LETTRE
À MONSIEUR
LE MARQUIS DE MIRABEAU.
J’aurois dû, Monsieur, vous écrire en recevant votre
dernier billet : mais j’ai mieux aimé tarder quelques jours
encore à réparer ma négligence, & pouvoir vous parler en
même tems du livre
[1] que vous m’avez envoyé. Dans l’impossibilité
de le lire tout entier, j’ai choisi les chapitres où
l’Auteur casse les vîtres, & qui m’ont paru les plus importans.
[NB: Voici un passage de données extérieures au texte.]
impl SorterService {
    pub fn new(
        store: Arc<dyn ObjectStore>,
        classifier: Arc<dyn Classifier>,
        root_id: impl Into<String>,
    ) -> Self {
        Self {
            store,
            classifier,
            root_id: root_id.into(),
        }
    }

    pub fn from_config(
        store: Arc<dyn ObjectStore>,
        classifier: Arc<dyn Classifier>,
        config: &LibraryConfig,
    ) -> Self {
        Self::new(store, classifier, config.root_folder_id.clone())
    }

    /// Run the pipeline over every untriaged candidate.
    ///
    /// With `force_full_rescan` the already-triaged subtrees (category and
    /// quarantine folders) are re-evaluated too, for when the
    /// classification scheme has changed. The summary is returned for any
    /// outcome; `Err` only means the run could not start.
    pub async fn run(
        &self,
        force_full_rescan: bool,
        cancel: &CancelFlag,
        hooks: &RunHooks,
    ) -> Result<RunSummary, SorterError> {
        if self.root_id.trim().is_empty() {
            return Err(SorterError::MissingRoot);
        }

        let mut summary = RunSummary::start();
        hooks.log("Starting sorter run");
        hooks.progress(0, 1, "Scanning library");

        let candidates = self.collect_candidates(force_full_rescan, hooks).await?;
        summary.scanned = candidates.len();
        let total = candidates.len();
        hooks.log(&format!(
            "Found {} files to process (force full rescan: {})",
            total, force_full_rescan
        ));

        let mut dedup = DedupTable::new();
        for (idx, doc) in candidates.iter().enumerate() {
            if cancel.is_canceled() {
                summary.status = RunStatus::Canceled;
                hooks.log("Sorter run canceled; stopping before the next document");
                break;
            }

            hooks.progress(idx + 1, total, &format!("Processing {}", doc.name));
            if let Err(e) = self
                .process_document(doc, &mut dedup, &mut summary, hooks)
                .await
            {
                tracing::warn!("[Sorter] Processing {} failed: {}", doc.name, e);
                hooks.log(&format!("Error processing {}: {}", doc.name, e));
                summary.failed.push(FailureRecord {
                    name: doc.name.clone(),
                    file_id: doc.id.clone(),
                    error: e.to_string(),
                    view_link: doc.view_link.clone(),
                });
                if let Err(move_err) = self.move_to_quarantine(&doc.id, ERROR_FOLDER).await {
                    tracing::error!(
                        "[Sorter] Could not move {} to {}: {}",
                        doc.name,
                        ERROR_FOLDER,
                        move_err
                    );
                }
            }
        }

        summary.finished_at = Some(Utc::now());
        hooks.progress(total, total, "Finished");
        hooks.log(&format!(
            "Sorter run {}: {} sorted, {} review, {} irrelevant, {} duplicates, {} failed",
            match summary.status {
                RunStatus::Completed => "completed",
                RunStatus::Canceled => "canceled",
            },
            summary.sorted,
            summary.manual_review,
            summary.irrelevant,
            summary.duplicates,
            summary.failed.len()
        ));
        tracing::info!(
            "[Sorter] Run finished: {}/{} sorted, {} failed",
            summary.sorted,
            summary.scanned,
            summary.failed.len()
        );
        Ok(summary)
    }

    /// Upload user-provided bytes into the holding folder for a later run
    /// to triage.
    pub async fn upload_document(
        &self,
        bytes: Vec<u8>,
        name: &str,
    ) -> Result<RemoteEntry, SorterError> {
        if self.root_id.trim().is_empty() {
            return Err(SorterError::MissingRoot);
        }
        let holding = self
            .store
            .create_folder_if_absent(&self.root_id, UPLOADS_FOLDER)
            .await?;
        let entry = self.store.upload(bytes, name, &holding).await?;
        tracing::info!("[Sorter] Uploaded {} into {}", entry.name, UPLOADS_FOLDER);
        Ok(entry)
    }

    /// Gather candidate files, skipping already-triaged subtrees unless a
    /// full rescan is forced. Sorted by name so runs are deterministic.
    async fn collect_candidates(
        &self,
        force_full_rescan: bool,
        hooks: &RunHooks,
    ) -> Result<Vec<RemoteEntry>, SorterError> {
        let mut files: Vec<RemoteEntry> = Vec::new();
        let mut seen_folders: HashSet<String> = HashSet::new();
        let mut stack: Vec<(String, usize)> = vec![(self.root_id.clone(), 0)];

        while let Some((folder_id, depth)) = stack.pop() {
            if !seen_folders.insert(folder_id.clone()) {
                continue;
            }

            for child in self.store.list_children(&folder_id).await? {
                if child.is_folder() {
                    if depth == 0 && !force_full_rescan && is_triaged_folder(&child.name) {
                        hooks.log(&format!("Skipping already triaged folder: {}", child.name));
                        continue;
                    }
                    stack.push((child.id, depth + 1));
                } else if is_candidate(&child) {
                    files.push(child);
                }
            }
        }

        files.sort_by(|a, b| a.name.cmp(&b.name).then_with(|| a.id.cmp(&b.id)));
        Ok(files)
    }

    /// One document through the state machine: hash → duplicate check →
    /// classify → file or quarantine. Errors bubble to the run loop, which
    /// records the failure and moves the document to the error folder.
    async fn process_document(
        &self,
        doc: &RemoteEntry,
        dedup: &mut DedupTable,
        summary: &mut RunSummary,
        hooks: &RunHooks,
    ) -> Result<(), SorterError> {
        let bytes = self.store.download(&doc.id).await?;
        let digest = sha256_hex(&bytes);

        if let Some(original) = dedup.seen(&digest).cloned() {
            let dup_folder = self
                .store
                .create_folder_if_absent(&self.root_id, DUPLICATES_FOLDER)
                .await?;
            self.store.move_file(&doc.id, &dup_folder).await?;
            self.store
                .rename_file(&doc.id, &format!("{}_DUPLICATE_OF_{}", doc.name, original.name))
                .await?;
            summary.duplicates += 1;
            summary.duplicate_files.push(DuplicateRecord {
                name: doc.name.clone(),
                view_link: doc.view_link.clone(),
                original_name: original.name.clone(),
            });
            hooks.log(&format!("Duplicate moved aside: {} (of {})", doc.name, original.name));
            return Ok(());
        }
        dedup.record(
            &digest,
            SeenFile {
                file_id: doc.id.clone(),
                name: doc.name.clone(),
            },
        );

        let snippet = extract::bounded_text(&bytes, &doc.mime_type);
        let classification = self
            .classifier
            .classify(&ClassifyInput {
                file_name: &doc.name,
                text_snippet: &snippet,
                bytes: Some(&bytes),
                mime_type: &doc.mime_type,
            })
            .await?;

        self.route(doc, classification, summary, hooks).await
    }

    /// Decision policy over a classifier answer.
    async fn route(
        &self,
        doc: &RemoteEntry,
        classification: Classification,
        summary: &mut RunSummary,
        hooks: &RunHooks,
    ) -> Result<(), SorterError> {
        let nothing_resolved = !classification.brand_resolved()
            && !classification.model_resolved()
            && classification.doc_type.is_none();

        let Some(category) = classification.category.filter(|_| !nothing_resolved) else {
            self.move_to_quarantine(&doc.id, IRRELEVANT_FOLDER).await?;
            summary.irrelevant += 1;
            summary.irrelevant_files.push(QuarantineRecord {
                name: doc.name.clone(),
                view_link: doc.view_link.clone(),
                reason: classification.reason.clone(),
                suggestion: None,
            });
            hooks.log(&format!(
                "Moved to irrelevant: {} ({})",
                doc.name, classification.reason
            ));
            return Ok(());
        };

        match classification.doc_type {
            Some(doc_type)
                if classification.brand_resolved() && classification.model_resolved() =>
            {
                self.file_document(doc, category.as_str(), doc_type, &classification, summary)
                    .await?;
                hooks.log(&format!(
                    "Filed {} under {}/{}/{}/{}",
                    doc.name,
                    category.as_str(),
                    classification.brand,
                    classification.model,
                    doc_type.as_str()
                ));
                Ok(())
            }
            _ => {
                self.move_to_quarantine(&doc.id, MANUAL_REVIEW_FOLDER).await?;
                summary.manual_review += 1;
                summary.manual_review_files.push(QuarantineRecord {
                    name: doc.name.clone(),
                    view_link: doc.view_link.clone(),
                    reason: classification.reason.clone(),
                    suggestion: Some(classification.clone()),
                });
                hooks.log(&format!(
                    "Moved to manual review: {} ({})",
                    doc.name, classification.reason
                ));
                Ok(())
            }
        }
    }

    /// Build the folder chain, move the document in, rename it to carry
    /// its type and fault codes.
    async fn file_document(
        &self,
        doc: &RemoteEntry,
        category: &str,
        doc_type: DocType,
        classification: &Classification,
        summary: &mut RunSummary,
    ) -> Result<(), SorterError> {
        let brand = sanitize_folder_name(&classification.brand)?;
        let model = sanitize_folder_name(&classification.model)?;

        let mut parent = self
            .store
            .create_folder_if_absent(&self.root_id, category)
            .await?;
        for segment in [brand.as_str(), model.as_str(), doc_type.as_str()] {
            parent = self.store.create_folder_if_absent(&parent, segment).await?;
        }

        self.store.move_file(&doc.id, &parent).await?;
        self.store
            .rename_file(&doc.id, &filed_name(&doc.name, doc_type, &classification.fault_codes))
            .await?;

        summary.sorted += 1;
        *summary.category_counts.entry(category.to_string()).or_default() += 1;
        *summary.brand_counts.entry(brand).or_default() += 1;
        *summary
            .type_counts
            .entry(doc_type.as_str().to_string())
            .or_default() += 1;
        Ok(())
    }

    async fn move_to_quarantine(&self, id: &str, folder: &str) -> Result<(), SorterError> {
        let folder_id = self
            .store
            .create_folder_if_absent(&self.root_id, folder)
            .await?;
        self.store.move_file(id, &folder_id).await?;
        Ok(())
    }
}
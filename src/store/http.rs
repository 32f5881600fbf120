//! HTTP object store backend.
//!
//! Drive-style JSON REST client: metadata under `{base}/files`, content
//! under `{base}/upload/files`. Bearer-token auth, one request per
//! operation, failures surface as [`StoreError`] without retry.

use std::time::Duration;

use reqwest::{Client, Response};
use serde::Deserialize;

use super::{EntryKind, FileId, ObjectStore, RemoteEntry, FOLDER_MIME};
use crate::config::LibraryConfig;
use crate::error::StoreError;
use async_trait::async_trait;

/// Request timeout for store calls. Downloads of large manuals are the
/// slowest operation this has to cover.
const REQUEST_TIMEOUT: Duration = Duration::from_secs(120);

/// Page size for child listings.
const PAGE_SIZE: u32 = 1000;

const LIST_FIELDS: &str = "files(id,name,mimeType,webViewLink),nextPageToken";
const ENTRY_FIELDS: &str = "id,name,mimeType,webViewLink";

/// Remote store client.
pub struct HttpObjectStore {
    client: Client,
    base_url: String,
    token: String,
}

impl HttpObjectStore {
    /// Create a client for the given API base URL and bearer token.
    pub fn new(base_url: impl Into<String>, token: impl Into<String>) -> Result<Self, StoreError> {
        let client = Client::builder().timeout(REQUEST_TIMEOUT).build()?;
        Ok(Self {
            client,
            base_url: base_url.into().trim_end_matches('/').to_string(),
            token: token.into(),
        })
    }

    /// Create a client from the environment configuration.
    pub fn from_config(config: &LibraryConfig) -> Result<Self, StoreError> {
        Self::new(config.store_url.clone(), config.store_token.clone())
    }

    fn files_url(&self, suffix: &str) -> String {
        format!("{}/files{}", self.base_url, suffix)
    }

    fn upload_url(&self, suffix: &str) -> String {
        format!("{}/upload/files{}", self.base_url, suffix)
    }

    fn bearer(&self) -> String {
        format!("Bearer {}", self.token)
    }

    /// Run a search query, following pagination to the end.
    async fn query_files(&self, query: &str) -> Result<Vec<FileMeta>, StoreError> {
        let mut files = Vec::new();
        let mut page_token: Option<String> = None;

        loop {
            let mut request = self
                .client
                .get(self.files_url(""))
                .header("Authorization", self.bearer())
                .query(&[
                    ("q", query),
                    ("fields", LIST_FIELDS),
                    ("pageSize", &PAGE_SIZE.to_string()),
                ]);
            if let Some(token) = &page_token {
                request = request.query(&[("pageToken", token.as_str())]);
            }

            let response = check(request.send().await?, query).await?;
            let page: FileList = response
                .json()
                .await
                .map_err(|e| StoreError::Decode(e.to_string()))?;

            files.extend(page.files);
            match page.next_page_token {
                Some(token) => page_token = Some(token),
                None => break,
            }
        }

        Ok(files)
    }

    async fn file_meta(&self, id: &str, fields: &str) -> Result<FileMeta, StoreError> {
        let response = self
            .client
            .get(self.files_url(&format!("/{}", id)))
            .header("Authorization", self.bearer())
            .query(&[("fields", fields)])
            .send()
            .await?;
        let response = check(response, id).await?;
        response
            .json()
            .await
            .map_err(|e| StoreError::Decode(e.to_string()))
    }
}

#[async_trait]
impl ObjectStore for HttpObjectStore {
    async fn list_children(&self, folder_id: &str) -> Result<Vec<RemoteEntry>, StoreError> {
        let query = format!(
            "'{}' in parents and trashed = false",
            escape_query(folder_id)
        );
        let files = self.query_files(&query).await?;
        tracing::debug!("[Store] Listed {} children of {}", files.len(), folder_id);
        Ok(files.into_iter().map(FileMeta::into_entry).collect())
    }

    async fn create_folder_if_absent(
        &self,
        parent_id: &str,
        name: &str,
    ) -> Result<FileId, StoreError> {
        let query = format!(
            "'{}' in parents and name = '{}' and mimeType = '{}' and trashed = false",
            escape_query(parent_id),
            escape_query(name),
            FOLDER_MIME
        );
        if let Some(existing) = self.query_files(&query).await?.into_iter().next() {
            return Ok(existing.id);
        }

        let body = serde_json::json!({
            "name": name,
            "mimeType": FOLDER_MIME,
            "parents": [parent_id],
        });
        let response = self
            .client
            .post(self.files_url(""))
            .header("Authorization", self.bearer())
            .json(&body)
            .send()
            .await?;
        let response = check(response, name).await?;
        let meta: FileMeta = response
            .json()
            .await
            .map_err(|e| StoreError::Decode(e.to_string()))?;

        tracing::info!("[Store] Created folder {:?} under {}", name, parent_id);
        Ok(meta.id)
    }

    async fn move_file(&self, id: &str, new_parent_id: &str) -> Result<(), StoreError> {
        // The store keeps explicit parent links, so the old ones must be
        // detached in the same update
        let meta = self.file_meta(id, "id,parents").await?;
        let remove = meta.parents.join(",");

        let response = self
            .client
            .patch(self.files_url(&format!("/{}", id)))
            .header("Authorization", self.bearer())
            .query(&[("addParents", new_parent_id), ("removeParents", &remove)])
            .json(&serde_json::json!({}))
            .send()
            .await?;
        check(response, id).await?;
        Ok(())
    }

    async fn rename_file(&self, id: &str, new_name: &str) -> Result<(), StoreError> {
        let response = self
            .client
            .patch(self.files_url(&format!("/{}", id)))
            .header("Authorization", self.bearer())
            .json(&serde_json::json!({ "name": new_name }))
            .send()
            .await?;
        check(response, id).await?;
        Ok(())
    }

    async fn download(&self, id: &str) -> Result<Vec<u8>, StoreError> {
        let response = self
            .client
            .get(self.files_url(&format!("/{}", id)))
            .header("Authorization", self.bearer())
            .query(&[("alt", "media")])
            .send()
            .await?;
        let response = check(response, id).await?;
        let bytes = response.bytes().await?;
        Ok(bytes.to_vec())
    }

    async fn upload(
        &self,
        bytes: Vec<u8>,
        name: &str,
        parent_id: &str,
    ) -> Result<RemoteEntry, StoreError> {
        let mime = mime_guess::from_path(name)
            .first_or_octet_stream()
            .essence_str()
            .to_string();

        // Metadata first, then content against the fresh id
        let body = serde_json::json!({
            "name": name,
            "mimeType": mime,
            "parents": [parent_id],
        });
        let response = self
            .client
            .post(self.files_url(""))
            .header("Authorization", self.bearer())
            .json(&body)
            .send()
            .await?;
        let response = check(response, name).await?;
        let created: FileMeta = response
            .json()
            .await
            .map_err(|e| StoreError::Decode(e.to_string()))?;

        let response = self
            .client
            .patch(self.upload_url(&format!("/{}", created.id)))
            .header("Authorization", self.bearer())
            .header("Content-Type", &mime)
            .query(&[("uploadType", "media"), ("fields", ENTRY_FIELDS)])
            .body(bytes)
            .send()
            .await?;
        let response = check(response, name).await?;
        let meta: FileMeta = response
            .json()
            .await
            .map_err(|e| StoreError::Decode(e.to_string()))?;

        tracing::debug!("[Store] Uploaded {:?} as {}", name, meta.id);
        Ok(meta.into_entry())
    }

    async fn update_content(&self, id: &str, bytes: Vec<u8>) -> Result<(), StoreError> {
        let response = self
            .client
            .patch(self.upload_url(&format!("/{}", id)))
            .header("Authorization", self.bearer())
            .query(&[("uploadType", "media")])
            .body(bytes)
            .send()
            .await?;
        check(response, id).await?;
        Ok(())
    }
}

/// Map a non-success response to a [`StoreError`].
async fn check(response: Response, what: &str) -> Result<Response, StoreError> {
    let status = response.status();
    if status.is_success() {
        return Ok(response);
    }
    if status.as_u16() == 404 {
        return Err(StoreError::NotFound(what.to_string()));
    }
    let message = response.text().await.unwrap_or_default();
    Err(StoreError::Api {
        status: status.as_u16(),
        message,
    })
}

/// Escape a value for use inside a single-quoted query literal.
fn escape_query(value: &str) -> String {
    value.replace('\\', "\\\\").replace('\'', "\\'")
}

// Wire types

#[derive(Deserialize)]
#[serde(rename_all = "camelCase")]
struct FileList {
    #[serde(default)]
    files: Vec<FileMeta>,
    next_page_token: Option<String>,
}

#[derive(Deserialize)]
#[serde(rename_all = "camelCase")]
struct FileMeta {
    id: String,
    #[serde(default)]
    name: String,
    #[serde(default)]
    mime_type: Option<String>,
    #[serde(default)]
    web_view_link: Option<String>,
    #[serde(default)]
    parents: Vec<String>,
}

impl FileMeta {
    fn into_entry(self) -> RemoteEntry {
        let mime_type = self
            .mime_type
            .unwrap_or_else(|| "application/octet-stream".to_string());
        let kind = if mime_type == FOLDER_MIME {
            EntryKind::Folder
        } else {
            EntryKind::File
        };
        RemoteEntry {
            id: self.id,
            name: self.name,
            kind,
            mime_type,
            view_link: self.web_view_link,
        }
    }
}

#[cfg(test)]
mod tests {
    use super::*;

    #[test]
    fn test_escape_query_quotes() {
        assert_eq!(escape_query("O'Brien"), "O\\'Brien");
        assert_eq!(escape_query("plain"), "plain");
    }

    #[test]
    fn test_folder_meta_maps_to_folder_kind() {
        let meta = FileMeta {
            id: "f1".to_string(),
            name: "Heating_Boilers".to_string(),
            mime_type: Some(FOLDER_MIME.to_string()),
            web_view_link: None,
            parents: Vec::new(),
        };
        let entry = meta.into_entry();
        assert_eq!(entry.kind, EntryKind::Folder);
        assert!(entry.is_folder());
    }

    #[test]
    fn test_missing_mime_defaults_to_octet_stream() {
        let meta = FileMeta {
            id: "f2".to_string(),
            name: "manual.pdf".to_string(),
            mime_type: None,
            web_view_link: None,
            parents: Vec::new(),
        };
        let entry = meta.into_entry();
        assert_eq!(entry.mime_type, "application/octet-stream");
        assert_eq!(entry.kind, EntryKind::File);
    }
}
Cette lecture m’a moins satisfait que je ne m’y attendois ; &
je sens que les traces de mes vieilles idées, racornies dans mon
cerveau, ne permettent plus à des idées si nouvelles d’y faire
de fortes impressions. Je n’ai jamais pu bien entendre ce que
c’étoit que cette évidence qui sert de base au Despotisme légal,
& rien ne m’a paru moins évident que le chapitre qui traite
de toutes ces évidences. Ceci ressemble assez au systême de
l’Abbé de St. Pierre, qui prétendoit que la raison humaine
alloit toujours en se perfectionnant, attendu que chaque siecle
ajoute ses lumieres à celles des siecles précédens. Il ne
voyoit pas que l’entendement humain n’a toujours qu’une
même mesure & très-étroite, qu’il perd d’un côté tout autant
qu’il gagne de l’autre, & que des préjugés toujours renaissans
nous ôtent autant de lumieres acquises que la raison cultivée
en peut remplacer. Il me semble que l’évidence ne peut jamais
- ↑ (*) L’ordre essentiel des Sociétés politiques.